- **WORK REQUEST**
Below are some records. Say in a single number how many of their lines include the word "path".

- **RECORDS TO PROCESS**

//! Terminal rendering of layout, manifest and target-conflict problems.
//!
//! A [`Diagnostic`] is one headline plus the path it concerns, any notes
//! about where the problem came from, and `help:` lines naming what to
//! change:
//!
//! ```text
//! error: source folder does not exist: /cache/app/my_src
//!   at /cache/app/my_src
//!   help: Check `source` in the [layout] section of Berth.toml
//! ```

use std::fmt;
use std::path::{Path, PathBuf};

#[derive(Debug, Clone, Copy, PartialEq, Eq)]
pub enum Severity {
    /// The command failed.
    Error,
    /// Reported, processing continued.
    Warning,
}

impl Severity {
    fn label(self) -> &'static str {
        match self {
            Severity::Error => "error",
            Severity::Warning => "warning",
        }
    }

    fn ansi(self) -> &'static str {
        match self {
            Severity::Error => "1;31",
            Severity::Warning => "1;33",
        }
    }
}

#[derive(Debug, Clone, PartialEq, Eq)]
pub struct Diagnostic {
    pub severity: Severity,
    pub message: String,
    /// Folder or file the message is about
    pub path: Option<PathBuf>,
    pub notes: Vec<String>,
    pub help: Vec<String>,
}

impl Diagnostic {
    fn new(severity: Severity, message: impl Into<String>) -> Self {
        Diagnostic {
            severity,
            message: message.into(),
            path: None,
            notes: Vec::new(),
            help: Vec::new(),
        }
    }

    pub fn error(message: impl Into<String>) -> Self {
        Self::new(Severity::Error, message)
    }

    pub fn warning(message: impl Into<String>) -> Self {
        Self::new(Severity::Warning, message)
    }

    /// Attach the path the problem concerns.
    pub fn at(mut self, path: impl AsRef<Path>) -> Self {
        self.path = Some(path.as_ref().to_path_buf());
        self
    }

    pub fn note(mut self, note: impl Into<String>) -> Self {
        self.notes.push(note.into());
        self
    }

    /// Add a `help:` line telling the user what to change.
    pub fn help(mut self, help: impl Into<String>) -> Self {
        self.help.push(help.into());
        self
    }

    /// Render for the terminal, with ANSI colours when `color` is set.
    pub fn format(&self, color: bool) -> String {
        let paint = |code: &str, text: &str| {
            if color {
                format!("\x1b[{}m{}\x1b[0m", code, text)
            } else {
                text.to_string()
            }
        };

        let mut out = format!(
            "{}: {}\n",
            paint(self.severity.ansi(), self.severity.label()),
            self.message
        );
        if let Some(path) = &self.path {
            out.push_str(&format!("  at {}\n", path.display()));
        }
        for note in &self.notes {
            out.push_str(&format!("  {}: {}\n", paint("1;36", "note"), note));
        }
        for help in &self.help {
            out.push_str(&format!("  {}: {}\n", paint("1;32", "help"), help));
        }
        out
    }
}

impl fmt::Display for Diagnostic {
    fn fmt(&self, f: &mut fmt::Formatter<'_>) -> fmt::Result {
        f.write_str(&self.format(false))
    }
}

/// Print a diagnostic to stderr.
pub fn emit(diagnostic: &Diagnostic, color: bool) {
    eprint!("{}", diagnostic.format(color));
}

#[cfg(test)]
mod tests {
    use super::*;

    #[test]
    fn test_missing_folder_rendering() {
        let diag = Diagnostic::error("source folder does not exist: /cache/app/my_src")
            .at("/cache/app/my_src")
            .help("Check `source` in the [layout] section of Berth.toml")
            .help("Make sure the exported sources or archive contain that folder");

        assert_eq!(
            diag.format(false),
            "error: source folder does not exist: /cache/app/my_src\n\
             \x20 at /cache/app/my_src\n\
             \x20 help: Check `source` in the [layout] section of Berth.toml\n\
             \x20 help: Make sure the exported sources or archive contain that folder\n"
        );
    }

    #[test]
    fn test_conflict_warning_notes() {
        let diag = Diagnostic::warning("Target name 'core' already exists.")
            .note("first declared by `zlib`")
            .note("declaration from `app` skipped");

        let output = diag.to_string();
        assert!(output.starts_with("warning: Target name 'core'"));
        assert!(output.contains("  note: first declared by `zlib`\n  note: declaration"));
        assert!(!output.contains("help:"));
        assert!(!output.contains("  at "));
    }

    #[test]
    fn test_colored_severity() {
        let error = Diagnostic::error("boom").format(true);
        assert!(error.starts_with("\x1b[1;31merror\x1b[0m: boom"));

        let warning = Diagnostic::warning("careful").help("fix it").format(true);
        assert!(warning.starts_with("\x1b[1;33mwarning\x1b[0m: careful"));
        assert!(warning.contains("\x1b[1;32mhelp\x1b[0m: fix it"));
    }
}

- **ANSWER TO THE PROBLEM**
9